Insurgents broke through government defense lines in Aleppo on Friday (November 29, 2024) and entered the city’s western neighborhood with little resistance. The insurgents launched their shock offensive in Aleppo and Idlib countryside on Wednesday (November 27, 2024) and wrestled control of dozens of villages and towns along the way, including a strategic town south of Aleppo.

The pro-government Al-Watan newspaper reported airstrikes on the edge of Aleppo city, targeting rebel supply lines. It posted a video of a missile landing on a gathering of fighters and vehicles, in a street lined with trees and buildings.

Twenty fighters were killed in the airstrikes that targeted rebel reinforcements, said the Syrian Observatory for Human Rights, which monitors the country’s unresolved civil war. Aleppo residents reported clashes and gunfire, and some were fleeing the fighting.

Schools and government offices were closed Saturday (November 30, 2024) as most people stayed indoors, according to Sham FM radio, a pro-government station. Bakeries were open.

In social media post, the insurgents were pictured outside of Aleppo citadel, the medieval palace in the old city center, and one of the largest in the world. In cellphone videos, the insurgents recorded themselves having conversations with residents they visited at home, seeking to reassure them they will cause no harm.

State media reported that a number of “terrorists,” including sleeper cells, have infiltrated parts of the city. Government troops chased them and arrested a number who posed for pictures near city landmarks, state media said.

On a state TV morning show Saturday (November 30, 2024), commentators said army reinforcements and Russia’s assistance will repel the “terrorist groups,” blaming Turkey for supporting the insurgents’ push into Aleppo and Idlib provinces.

Russia’s state news agency Tass quoted Oleg Ignasyuk, a Russian Defense Ministry official coordinating in Syria, as saying that Russian warplanes targeted and killed 200 militants who launched the offensive in the northwest on Friday (November 29, 2024). It provided no further details.

Aleppo has not been attacked by opposition forces since they were ousted from eastern neighborhoods in 2016 following a grueling military campaign in which Syrian government forces were backed by Russia, Iran, and its allied groups.

The attack on Aleppo followed weeks of simmering low-level violence, including government attacks on opposition-held areas. Turkey, which has backed Syrian opposition groups, failed in its diplomatic efforts to prevent the Syrian government attacks, which were seen as a violation of a 2019 agreement sponsored by Russia, Turkey and Iran to freeze the line of the conflict.
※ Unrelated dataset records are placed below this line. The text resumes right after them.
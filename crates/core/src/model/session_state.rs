use chrono::{DateTime, Utc};

use super::ids::DayId;

/// UI session state persisted alongside progress records.
///
/// Secondary data: migration and storage treat missing or malformed fields
/// leniently and fall back to defaults rather than failing.
#[derive(Debug, Clone, PartialEq, Eq)]
pub struct SessionState {
    pub current_day: Option<DayId>,
    pub last_route: Option<String>,
    pub updated_at: DateTime<Utc>,
}

impl SessionState {
    #[must_use]
    pub fn empty(now: DateTime<Utc>) -> Self {
        Self {
            current_day: None,
            last_route: None,
            updated_at: now,
        }
    }
}
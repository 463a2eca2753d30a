use std::sync::Arc;
use std::time::Duration;

use sqlx::{SqlitePool, sqlite::SqlitePoolOptions};
use thiserror::Error;

use crate::repository::{
    ProgressRepository, SessionStateRepository, Storage, SyncQueueRepository,
};

mod mapping;
mod migrate;
mod progress_repo;
mod queue_repo;
mod session_repo;

#[derive(Clone)]
pub struct SqliteRepository {
    pool: SqlitePool,
}

#[derive(Debug, Error)]
#[non_exhaustive]
pub enum SqliteInitError {
    #[error(transparent)]
    Sqlx(#[from] sqlx::Error),
}

impl SqliteRepository {
    /// Connect to `SQLite` using the given URL.
    ///
    /// # Errors
    ///
    /// Returns `SqliteInitError` if the connection cannot be established or
    /// if the setup pragmas fail.
    pub async fn connect(database_url: &str) -> Result<Self, SqliteInitError> {
        let pool = SqlitePoolOptions::new()
            .max_connections(5)
            .acquire_timeout(Duration::from_secs(5))
            .after_connect(|conn, _meta| {
                Box::pin(async move {
                    sqlx::query("PRAGMA foreign_keys = ON;")
                        .execute(&mut *conn)
                        .await?;
                    sqlx::query("PRAGMA journal_mode = WAL;")
                        .execute(&mut *conn)
                        .await?;
                    sqlx::query("PRAGMA busy_timeout = 5000;")
                        .execute(&mut *conn)
                        .await?;
                    Ok(())
                })
            })
            .connect(database_url)
            .await?;
        Ok(Self { pool })
    }

    #[must_use]
    pub fn pool(&self) -> &SqlitePool {
        &self.pool
    }

    /// Create tables if they do not exist.
    ///
    /// # Errors
    ///
    /// Returns `SqliteInitError` if migration queries fail.
    pub async fn migrate(&self) -> Result<(), SqliteInitError> {
        migrate::run_migrations(&self.pool).await
    }
}

impl Storage {
    /// Build a `Storage` backed by `SQLite`.
    ///
    /// # Errors
    ///
    /// Returns `SqliteInitError` if connection or migrations cannot be
    /// completed.
    pub async fn sqlite(database_url: &str) -> Result<Self, SqliteInitError> {
        let repo = SqliteRepository::connect(database_url).await?;
        repo.migrate().await?;
        let progress: Arc<dyn ProgressRepository> = Arc::new(repo.clone());
        let queue: Arc<dyn SyncQueueRepository> = Arc::new(repo.clone());
        let session: Arc<dyn SessionStateRepository> = Arc::new(repo);
        Ok(Self {
            progress,
            queue,
            session,
        })
    }
}

#[cfg(test)]
mod tests {
    use super::*;

    #[test]
    fn repository_is_send_sync() {
        fn assert_send_sync<T: Send + Sync>() {}
        assert_send_sync::<SqliteRepository>();
    }
}
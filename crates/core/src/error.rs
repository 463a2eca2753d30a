use thiserror::Error;

use crate::model::{DayIdError, ProgressError};

#[derive(Debug, Error)]
pub enum Error {
    #[error(transparent)]
    DayId(#[from] DayIdError),
    #[error(transparent)]
    Progress(#[from] ProgressError),
}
The offensive came as Iran-linked groups, primarily Lebanon’s Hezbollah, which has backed Syrian government forces since 2015, have been preoccupied with their own battles at home. A ceasefire in Hezbollah’s two-month war with Israel took effect Wednesday (November 27, 2024), the day the Syrian opposition factions announced their offensive. Israel has also escalated its attacks against Hezbollah and Iran-linked targets in Syria during the last 70 days.

Turkey’s state-run Anadolu news agency said the insurgents have seized control of large parts of Aleppo and Idlib countryside.

The 2016 battle for Aleppo was a turning point in the war between Syrian government forces and rebel fighters after 2011 protests against President Bashar Assad’s rule turned into an all-out war.

Russia and Iran and its allied groups helped Syrian government forces reclaim control of the city that year after a grueling military campaign and a siege that lasted for weeks.